If you’re serious about making money in the markets, you must master candlestick patterns. Once you do, the guesswork ends and smart, profitable trades begin. Let’s simplify it:
1. BULLISH CHART PATTERNS – These point to a potential price rise, usually after a downtrend when buyers start stepping in.
Inverted Head & Shoulders – A powerful reversal signal; expect the trend to flip upward.
Double Bottom – The 'W' shape signals strong support and a potential breakout.
Bullish Flag – A short downtrend that sets up for a big upward move.

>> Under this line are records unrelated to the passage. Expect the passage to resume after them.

// Tests for answer recording, audio conversion and transcript handling

mod common;

use anyhow::Result;
use common::{recorder, speech_wav, write_wav, FakeTranscriber};
use interview_sync::audio::{
    encode_wav, process_frame, AudioBackendConfig, AudioBackendFactory, AudioFile, AudioFrame, AudioSource,
};
use interview_sync::error::SessionError;
use interview_sync::recording::append_transcript;
use interview_sync::session::{answer_payload, NO_ANSWER};
use std::io::Cursor;
use std::path::PathBuf;
use std::sync::Arc;
use std::time::Duration;

#[test]
fn test_append_transcript_to_empty_buffer() {
    assert_eq!(append_transcript("", "hello there"), "hello there");
}

#[test]
fn test_append_transcript_to_typed_text() {
    assert_eq!(append_transcript("I would", "use a queue"), "I would use a queue");
}

#[test]
fn test_append_empty_transcript_keeps_buffer() {
    assert_eq!(append_transcript("typed", ""), "typed");
}

#[test]
fn test_empty_answer_becomes_sentinel() {
    assert_eq!(answer_payload(""), NO_ANSWER);
    assert_eq!(answer_payload("   \n"), NO_ANSWER);
    assert_eq!(answer_payload("  a queue "), "a queue");
}

#[test]
fn test_audio_source_parse() {
    assert_eq!(AudioSource::parse("microphone"), AudioSource::Microphone);
    assert_eq!(
        AudioSource::parse("fixtures/answer.wav"),
        AudioSource::File(PathBuf::from("fixtures/answer.wav"))
    );
}

#[test]
fn test_stereo_48k_frame_becomes_mono_16k() {
    // 6 stereo sample pairs at 48kHz
    let frame = AudioFrame {
        samples: vec![100, 300, 100, 300, 100, 300, 200, 400, 200, 400, 200, 400],
        sample_rate: 48000,
        channels: 2,
        timestamp_ms: 0,
    };

    let processed = process_frame(frame, 16000, 1);

    assert_eq!(processed.channels, 1);
    assert_eq!(processed.sample_rate, 16000);
    assert_eq!(processed.samples, vec![200, 300]);
}

#[test]
fn test_encode_wav_reads_back() -> Result<()> {
    let samples: Vec<i16> = vec![0, 1000, -1000, 32000];
    let wav = encode_wav(&samples, 16000, 1)?;

    let reader = hound::WavReader::new(Cursor::new(wav))?;
    assert_eq!(reader.spec().sample_rate, 16000);
    assert_eq!(reader.spec().channels, 1);
    let decoded: Vec<i16> = reader.into_samples::<i16>().collect::<Result<_, _>>()?;
    assert_eq!(decoded, samples);

    Ok(())
}

#[test]
fn test_audio_file_frames_keep_channels_interleaved() -> Result<()> {
    let dir = tempfile::tempdir()?;
    let samples: Vec<i16> = (0..3200).collect();
    let path = write_wav(dir.path(), "stereo.wav", &samples, 16000, 2);

    let audio = AudioFile::open(&path)?;
    assert_eq!(audio.channels, 2);
    assert!((audio.duration_seconds - 0.1).abs() < 1e-9);

    let frames = audio.frames(50);
    assert_eq!(frames.len(), 2);
    assert!(frames.iter().all(|f| f.samples.len() % 2 == 0));
    assert_eq!(frames[1].timestamp_ms, 50);

    Ok(())
}

#[test]
fn test_audio_file_nonexistent() {
    assert!(AudioFile::open("/nonexistent/path/to/audio.wav").is_err());
}

#[cfg(not(feature = "microphone"))]
#[test]
fn test_microphone_needs_feature() {
    let result = AudioBackendFactory::create(&AudioSource::Microphone, AudioBackendConfig::default());
    assert!(result.is_err());
}

#[tokio::test]
async fn test_record_and_transcribe() -> Result<()> {
    let dir = tempfile::tempdir()?;
    let transcriber = Arc::new(FakeTranscriber::replying("a hash map"));
    let pipeline = recorder(
        AudioSource::File(speech_wav(dir.path())),
        transcriber.clone(),
        Duration::from_secs(5),
    );

    pipeline.start().await?;
    assert!(pipeline.is_recording());
    tokio::time::sleep(Duration::from_millis(50)).await;

    let transcript = pipeline.stop().await?;

    assert_eq!(transcript.as_deref(), Some("a hash map"));
    assert!(!pipeline.is_recording());
    assert!(!pipeline.is_transcribing());

    // The whole half second reached the transcriber as one WAV upload
    let uploads = transcriber.uploads.lock().unwrap().clone();
    assert_eq!(uploads.len(), 1);
    let reader = hound::WavReader::new(Cursor::new(uploads[0].clone()))?;
    assert_eq!(reader.len(), 8000);

    Ok(())
}

#[tokio::test]
async fn test_second_start_is_rejected() -> Result<()> {
    let dir = tempfile::tempdir()?;
    let pipeline = recorder(
        AudioSource::File(speech_wav(dir.path())),
        Arc::new(FakeTranscriber::replying("x")),
        Duration::from_secs(5),
    );

    pipeline.start().await?;
    let err = pipeline.start().await.unwrap_err();
    assert!(matches!(err.downcast_ref::<SessionError>(), Some(SessionError::AlreadyRecording)));

    pipeline.cancel().await;
    assert!(!pipeline.is_recording());

    // The device is free again after a cancel
    pipeline.start().await?;
    pipeline.cancel().await;

    Ok(())
}

#[tokio::test]
async fn test_stop_without_recording_is_noop() -> Result<()> {
    let transcriber = Arc::new(FakeTranscriber::replying("unused"));
    let pipeline = recorder(
        AudioSource::File(PathBuf::from("/nonexistent.wav")),
        transcriber.clone(),
        Duration::from_secs(5),
    );

    assert_eq!(pipeline.stop().await?, None);
    assert_eq!(transcriber.upload_count(), 0);

    Ok(())
}

#[tokio::test]
async fn test_empty_capture_skips_transcription() -> Result<()> {
    let dir = tempfile::tempdir()?;
    let silent = write_wav(dir.path(), "empty.wav", &[], 16000, 1);
    let transcriber = Arc::new(FakeTranscriber::replying("ghost"));
    let pipeline = recorder(AudioSource::File(silent), transcriber.clone(), Duration::from_secs(5));

    pipeline.start().await?;
    assert_eq!(pipeline.stop().await?, None);
    assert_eq!(transcriber.upload_count(), 0);

    Ok(())
}

#[tokio::test]
async fn test_missing_device_is_a_media_error() {
    let pipeline = recorder(
        AudioSource::File(PathBuf::from("/nonexistent.wav")),
        Arc::new(FakeTranscriber::replying("x")),
        Duration::from_secs(5),
    );

    let err = pipeline.start().await.unwrap_err();
    assert!(matches!(err.downcast_ref::<SessionError>(), Some(SessionError::Media(_))));
    assert!(!pipeline.is_recording());
}

#[tokio::test]
async fn test_transcription_failure_is_reported() -> Result<()> {
    let dir = tempfile::tempdir()?;
    let pipeline = recorder(
        AudioSource::File(speech_wav(dir.path())),
        Arc::new(FakeTranscriber::failing("model overloaded")),
        Duration::from_secs(5),
    );

    pipeline.start().await?;
    tokio::time::sleep(Duration::from_millis(50)).await;
    let err = pipeline.stop().await.unwrap_err();

    assert!(matches!(err.downcast_ref::<SessionError>(), Some(SessionError::Transcription(_))));
    assert!(!pipeline.is_recording(), "Device must be released even when transcription fails");
    assert!(!pipeline.is_transcribing());

    Ok(())
}

#[tokio::test(start_paused = true)]
async fn test_transcription_timeout() -> Result<()> {
    let dir = tempfile::tempdir()?;
    let pipeline = recorder(
        AudioSource::File(speech_wav(dir.path())),
        Arc::new(FakeTranscriber::replying("too late").with_delay(Duration::from_secs(60))),
        Duration::from_secs(2),
    );

    pipeline.start().await?;
    tokio::time::sleep(Duration::from_millis(50)).await;
    let err = pipeline.stop().await.unwrap_err();

    match err.downcast_ref::<SessionError>() {
        Some(SessionError::Transcription(message)) => assert!(message.contains("timed out")),
        other => panic!("unexpected error {:?}", other),
    }

    Ok(())
}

Triple Bottom – Three support touches? Buyers are serious. Reversal incoming.
Cup & Handle – Smooth dip, slight pullback, then a breakout. Classic continuation.
2. NEUTRAL (INDEFINITE) PATTERNS – These can go either way, so don’t jump the gun. Wait for the breakout.

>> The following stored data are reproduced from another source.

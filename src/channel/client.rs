use super::events::{ChannelEvent, ClientMessage, RoomEvent, RoomInfo};
use super::transport::{PayloadStream, RoomSubjects, RoomTransport, TransportConnector};
use crate::error::SessionError;
use anyhow::{Context, Result};
use futures::stream::{self, StreamExt};
use std::sync::atomic::{AtomicBool, Ordering};
use std::sync::Arc;
use std::time::Duration;
use tokio::sync::{mpsc, Mutex};
use tokio::task::JoinHandle;
use tracing::{debug, error, info, warn};

/// Retry and buffering policy for the room channel
#[derive(Debug, Clone)]
pub struct ChannelConfig {
    /// Reconnect attempts after a failure before giving up
    pub max_retries: u32,
    pub initial_backoff: Duration,
    pub max_backoff: Duration,
    /// Bound on one connection handshake
    pub connect_timeout: Duration,
    /// Capacity of the event channel handed to the session
    pub event_buffer: usize,
}

impl Default for ChannelConfig {
    fn default() -> Self {
        Self {
            max_retries: 10,
            initial_backoff: Duration::from_secs(1),
            max_backoff: Duration::from_secs(16),
            connect_timeout: Duration::from_secs(20),
            event_buffer: 256,
        }
    }
}

/// Exponential backoff: `initial * 2^(attempt - 1)`, capped at `max`
pub fn backoff_delay(attempt: u32, initial: Duration, max: Duration) -> Duration {
    let factor = 2u32.saturating_pow(attempt.saturating_sub(1));
    initial.saturating_mul(factor).min(max)
}

type TransportSlot = Arc<Mutex<Option<Arc<dyn RoomTransport>>>>;

/// Client side of one room's realtime channel
pub struct ChannelClient {
    room: RoomInfo,
    subjects: RoomSubjects,
    config: ChannelConfig,
    connector: Arc<dyn TransportConnector>,
    /// Set by the first connect, cleared only by an explicit disconnect
    joined: Arc<AtomicBool>,
    transport: TransportSlot,
    supervisor: Mutex<Option<JoinHandle<()>>>,
}

impl ChannelClient {
    pub fn new(room: RoomInfo, connector: Arc<dyn TransportConnector>, config: ChannelConfig) -> Self {
        let subjects = RoomSubjects::new(&room.room_id, &room.user_id);
        Self {
            room,
            subjects,
            config,
            connector,
            joined: Arc::new(AtomicBool::new(false)),
            transport: Arc::new(Mutex::new(None)),
            supervisor: Mutex::new(None),
        }
    }

    /// Open the room connection and start delivering events
    ///
    /// The handshake runs in the background; its outcome arrives as
    /// [`ChannelEvent::Connected`] or, once retries are exhausted,
    /// [`ChannelEvent::ConnectionLost`]. A second call before
    /// [`disconnect`](Self::disconnect) fails with
    /// [`SessionError::AlreadyJoined`].
    pub async fn connect(&self) -> Result<mpsc::Receiver<ChannelEvent>> {
        if self.joined.swap(true, Ordering::SeqCst) {
            return Err(SessionError::AlreadyJoined(self.room.room_id.clone()).into());
        }

        info!(
            "Joining room {} as {} ({})",
            self.room.room_id,
            self.room.user_name,
            self.room.user_type.as_str()
        );

        let (tx, rx) = mpsc::channel(self.config.event_buffer.max(1));
        let handle = tokio::spawn(supervise(
            self.room.clone(),
            self.subjects.clone(),
            self.config.clone(),
            Arc::clone(&self.connector),
            Arc::clone(&self.transport),
            tx,
        ));

        *self.supervisor.lock().await = Some(handle);

        Ok(rx)
    }

    /// Leave the room and detach every subscription
    pub async fn disconnect(&self) {
        if let Some(handle) = self.supervisor.lock().await.take() {
            handle.abort();
        }

        let transport = self.transport.lock().await.take();
        if let Some(transport) = transport {
            if let Err(e) = publish(transport.as_ref(), &self.subjects.client, &ClientMessage::leave(&self.room)).await {
                warn!("Failed to announce leave: {:#}", e);
            }
        }

        self.joined.store(false, Ordering::SeqCst);
        info!("Left room {}", self.room.room_id);
    }

    pub fn is_joined(&self) -> bool {
        self.joined.load(Ordering::SeqCst)
    }

    pub async fn is_connected(&self) -> bool {
        self.transport.lock().await.is_some()
    }

    pub fn subjects(&self) -> &RoomSubjects {
        &self.subjects
    }
}

async fn publish(transport: &dyn RoomTransport, subject: &str, message: &ClientMessage) -> Result<()> {
    let payload = serde_json::to_vec(message).context("Failed to encode room message")?;
    transport.publish(subject, payload).await
}

/// Connect and subscribe to both room subjects, bounded by `timeout`
async fn open(
    connector: &dyn TransportConnector,
    subjects: &RoomSubjects,
    timeout: Duration,
) -> Result<(Arc<dyn RoomTransport>, PayloadStream)> {
    let handshake = async {
        let transport = connector.connect().await?;
        let events = transport.subscribe(&subjects.events).await?;
        let direct = transport.subscribe(&subjects.direct).await?;
        Ok::<_, anyhow::Error>((transport, stream::select(events, direct).boxed()))
    };

    tokio::time::timeout(timeout, handshake)
        .await
        .map_err(|_| SessionError::Connection(format!("handshake timed out after {:?}", timeout)))?
}

/// Connection supervisor: forwards room events and reconnects with backoff
///
/// Only the first successful connection publishes `join_room`; later ones ask
/// for a state sync. The loop ends when the session drops its receiver or
/// after `max_retries` consecutive failures.
async fn supervise(
    room: RoomInfo,
    subjects: RoomSubjects,
    config: ChannelConfig,
    connector: Arc<dyn TransportConnector>,
    slot: TransportSlot,
    tx: mpsc::Sender<ChannelEvent>,
) {
    let mut attempt = 0u32;
    let mut join_sent = false;

    loop {
        let reason = match open(connector.as_ref(), &subjects, config.connect_timeout).await {
            Ok((transport, mut messages)) => {
                *slot.lock().await = Some(Arc::clone(&transport));
                attempt = 0;

                let status = if join_sent {
                    if let Err(e) = publish(transport.as_ref(), &subjects.client, &ClientMessage::request_sync(&room)).await {
                        warn!("Failed to request state sync: {:#}", e);
                    }
                    ChannelEvent::Reconnected
                } else {
                    match publish(transport.as_ref(), &subjects.client, &ClientMessage::join(&room)).await {
                        Ok(()) => join_sent = true,
                        Err(e) => warn!("Failed to publish join: {:#}", e),
                    }
                    ChannelEvent::Connected
                };

                info!("Room channel up for {}", room.room_id);
                if tx.send(status).await.is_err() {
                    return;
                }

                while let Some(payload) = messages.next().await {
                    match serde_json::from_slice::<RoomEvent>(&payload) {
                        Ok(event) => {
                            debug!("Room event: {}", event.name());
                            if tx.send(ChannelEvent::Room(event)).await.is_err() {
                                return;
                            }
                        }
                        Err(e) => {
                            warn!("Ignoring unrecognised room message: {}", e);
                        }
                    }
                }

                *slot.lock().await = None;
                let reason = "room subscription closed".to_string();
                if tx.send(ChannelEvent::Disconnected { reason: reason.clone() }).await.is_err() {
                    return;
                }
                reason
            }
            Err(e) => {
                warn!("Room connection attempt failed: {:#}", e);
                format!("{:#}", e)
            }
        };

        attempt += 1;
        if attempt > config.max_retries {
            error!(
                "Giving up on room {} after {} retries: {}",
                room.room_id, config.max_retries, reason
            );
            let _ = tx.send(ChannelEvent::ConnectionLost { reason }).await;
            return;
        }

        let delay = backoff_delay(attempt, config.initial_backoff, config.max_backoff);
        info!("Reconnecting in {:?} (attempt {}/{})", delay, attempt, config.max_retries);
        if tx.send(ChannelEvent::Reconnecting { attempt, delay }).await.is_err() {
            return;
        }
        tokio::time::sleep(delay).await;
    }
}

Symmetrical Triangle – Price tightens… then explodes. Direction depends on the breakout.
Falling Wedge – Looks bearish, often breaks upward—but wait for confirmation.

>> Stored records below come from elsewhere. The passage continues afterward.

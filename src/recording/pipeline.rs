use super::transcriber::Transcriber;
use crate::audio::{encode_wav, process_frame, AudioBackend, AudioBackendConfig, AudioBackendFactory, AudioFrame, AudioSource};
use crate::error::SessionError;
use anyhow::Result;
use std::sync::atomic::{AtomicBool, Ordering};
use std::sync::Arc;
use std::time::Duration;
use tokio::sync::{mpsc, oneshot, Mutex};
use tokio::task::JoinHandle;
use tracing::{error, info, warn};

/// Configuration for answer recording
#[derive(Debug, Clone)]
pub struct RecordingConfig {
    pub source: AudioSource,
    pub backend: AudioBackendConfig,
    pub transcription_timeout: Duration,
}

/// Builds the capture backend for one recording
pub type BackendFactory =
    Arc<dyn Fn(&AudioSource, AudioBackendConfig) -> Result<Box<dyn AudioBackend>> + Send + Sync>;

/// Audio accumulated during one capture, already in the target format
#[derive(Debug, Clone, Default)]
pub struct CapturedAudio {
    pub samples: Vec<i16>,
    pub sample_rate: u32,
    pub channels: u16,
}

impl CapturedAudio {
    pub fn is_empty(&self) -> bool {
        self.samples.is_empty()
    }

    pub fn duration_secs(&self) -> f64 {
        if self.sample_rate == 0 || self.channels == 0 {
            return 0.0;
        }
        self.samples.len() as f64 / (self.sample_rate as f64 * self.channels as f64)
    }

    fn push(&mut self, frame: AudioFrame) {
        if self.samples.is_empty() {
            self.sample_rate = frame.sample_rate;
            self.channels = frame.channels;
        }
        self.samples.extend_from_slice(&frame.samples);
    }
}

/// Join a transcript onto the typed answer with a single separating space
pub fn append_transcript(buffer: &str, transcript: &str) -> String {
    if transcript.is_empty() {
        buffer.to_string()
    } else if buffer.is_empty() {
        transcript.to_string()
    } else {
        format!("{} {}", buffer, transcript)
    }
}

/// A device acquisition plus the task collecting its frames
struct ActiveCapture {
    backend: Box<dyn AudioBackend>,
    stop_tx: Option<oneshot::Sender<()>>,
    collector: JoinHandle<CapturedAudio>,
}

impl ActiveCapture {
    /// Stop collecting and release the device, returning what was captured
    ///
    /// The device is released even when the collector task failed.
    async fn release(mut self) -> CapturedAudio {
        if let Some(stop_tx) = self.stop_tx.take() {
            let _ = stop_tx.send(());
        }

        let captured = match (&mut self.collector).await {
            Ok(captured) => captured,
            Err(e) => {
                error!("Capture collector failed: {}", e);
                CapturedAudio::default()
            }
        };

        if let Err(e) = self.backend.stop().await {
            error!("Failed to release {} capture: {}", self.backend.name(), e);
        }

        captured
    }
}

impl Drop for ActiveCapture {
    fn drop(&mut self) {
        self.collector.abort();
    }
}

/// Clears a flag when dropped, whichever way the scope is left
struct FlagGuard<'a>(&'a AtomicBool);

impl<'a> FlagGuard<'a> {
    fn raise(flag: &'a AtomicBool) -> Self {
        flag.store(true, Ordering::SeqCst);
        Self(flag)
    }
}

impl Drop for FlagGuard<'_> {
    fn drop(&mut self) {
        self.0.store(false, Ordering::SeqCst);
    }
}

/// Captures audio for the current answer and turns it into text
pub struct RecordingPipeline {
    config: RecordingConfig,
    transcriber: Arc<dyn Transcriber>,
    backends: BackendFactory,
    active: Mutex<Option<ActiveCapture>>,
    recording: AtomicBool,
    transcribing: AtomicBool,
}

impl RecordingPipeline {
    pub fn new(config: RecordingConfig, transcriber: Arc<dyn Transcriber>) -> Self {
        Self::with_backends(config, transcriber, Arc::new(AudioBackendFactory::create))
    }

    /// Pipeline whose capture devices come from `backends`
    pub fn with_backends(config: RecordingConfig, transcriber: Arc<dyn Transcriber>, backends: BackendFactory) -> Self {
        Self {
            config,
            transcriber,
            backends,
            active: Mutex::new(None),
            recording: AtomicBool::new(false),
            transcribing: AtomicBool::new(false),
        }
    }

    /// Acquire the capture device and start accumulating audio
    ///
    /// Fails with [`SessionError::AlreadyRecording`] while a capture is active
    /// and with [`SessionError::Media`] when the device cannot be acquired.
    pub async fn start(&self) -> Result<()> {
        let mut active = self.active.lock().await;
        if active.is_some() {
            return Err(SessionError::AlreadyRecording.into());
        }

        let mut backend = (self.backends)(&self.config.source, self.config.backend.clone())
            .map_err(|e| SessionError::Media(format!("{:#}", e)))?;

        let audio_rx = backend
            .start()
            .await
            .map_err(|e| SessionError::Media(format!("{:#}", e)))?;

        let (stop_tx, stop_rx) = oneshot::channel();
        let collector = tokio::spawn(collect(
            audio_rx,
            stop_rx,
            self.config.backend.target_sample_rate,
            self.config.backend.target_channels,
        ));

        info!("Recording started ({})", backend.name());

        *active = Some(ActiveCapture {
            backend,
            stop_tx: Some(stop_tx),
            collector,
        });
        self.recording.store(true, Ordering::SeqCst);

        Ok(())
    }

    /// Stop capturing, release the device and transcribe what was captured
    ///
    /// Returns `Ok(None)` when nothing was recording or nothing was captured.
    /// Transcription failures and timeouts come back as
    /// [`SessionError::Transcription`]; the device is released before the
    /// upload, so it is freed on every path.
    pub async fn stop(&self) -> Result<Option<String>> {
        let capture = self.active.lock().await.take();
        let Some(capture) = capture else {
            return Ok(None);
        };

        let _transcribing = FlagGuard::raise(&self.transcribing);
        self.recording.store(false, Ordering::SeqCst);

        let captured = capture.release().await;
        info!("Recording stopped ({:.1}s captured)", captured.duration_secs());

        if captured.is_empty() {
            info!("No audio data captured");
            return Ok(None);
        }

        let wav = encode_wav(&captured.samples, captured.sample_rate, captured.channels)
            .map_err(|e| SessionError::Transcription(format!("{:#}", e)))?;

        match tokio::time::timeout(self.config.transcription_timeout, self.transcriber.transcribe(wav)).await {
            Ok(Ok(text)) => {
                info!("Transcription returned {} chars", text.len());
                Ok(Some(text).filter(|t| !t.is_empty()))
            }
            Ok(Err(e)) => Err(SessionError::Transcription(format!("{:#}", e)).into()),
            Err(_) => Err(SessionError::Transcription(format!(
                "timed out after {}s",
                self.config.transcription_timeout.as_secs()
            ))
            .into()),
        }
    }

    /// Drop the active capture without transcribing it
    pub async fn cancel(&self) {
        let capture = self.active.lock().await.take();
        if let Some(capture) = capture {
            self.recording.store(false, Ordering::SeqCst);
            let captured = capture.release().await;
            warn!("Recording discarded ({:.1}s)", captured.duration_secs());
        }
    }

    /// Drop the active capture in the background
    ///
    /// `is_recording` is false as soon as this returns.
    pub fn discard(self: &Arc<Self>) {
        if !self.recording.swap(false, Ordering::SeqCst) {
            return;
        }
        let pipeline = Arc::clone(self);
        tokio::spawn(async move {
            pipeline.cancel().await;
        });
    }

    pub fn is_recording(&self) -> bool {
        self.recording.load(Ordering::SeqCst)
    }

    pub fn is_transcribing(&self) -> bool {
        self.transcribing.load(Ordering::SeqCst)
    }
}

async fn collect(
    mut audio_rx: mpsc::Receiver<AudioFrame>,
    mut stop_rx: oneshot::Receiver<()>,
    target_sample_rate: u32,
    target_channels: u16,
) -> CapturedAudio {
    let mut captured = CapturedAudio::default();

    loop {
        tokio::select! {
            _ = &mut stop_rx => break,
            frame = audio_rx.recv() => match frame {
                Some(frame) => captured.push(process_frame(frame, target_sample_rate, target_channels)),
                None => {
                    // Source exhausted; hold the audio until stop is requested
                    let _ = (&mut stop_rx).await;
                    return captured;
                }
            },
        }
    }

    // Frames delivered before the stop signal still belong to the answer
    while let Ok(frame) = audio_rx.try_recv() {
        captured.push(process_frame(frame, target_sample_rate, target_channels));
    }

    captured
}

Rising Wedge – Can fake bullishness before dropping—watch closely.
Descending Triangle – Typically bearish, but a bullish breakout is possible with strong demand.
Ascending Triangle – Generally bullish, but always confirm before entering.
3. BEARISH CHART PATTERNS – These suggest a potential drop, great for identifying exit points or short setups.
Head & Shoulders – The gold standard for spotting reversals. Once the neckline breaks—watch out.
Triple Top – Price hits resistance three times and fails. Expect sellers to take control.
Double Top – Like an upside-down 'W'—a clear signal bulls are losing grip.
Bearish Flag – Small upward correction before a bigger drop. A continuation of the downtrend.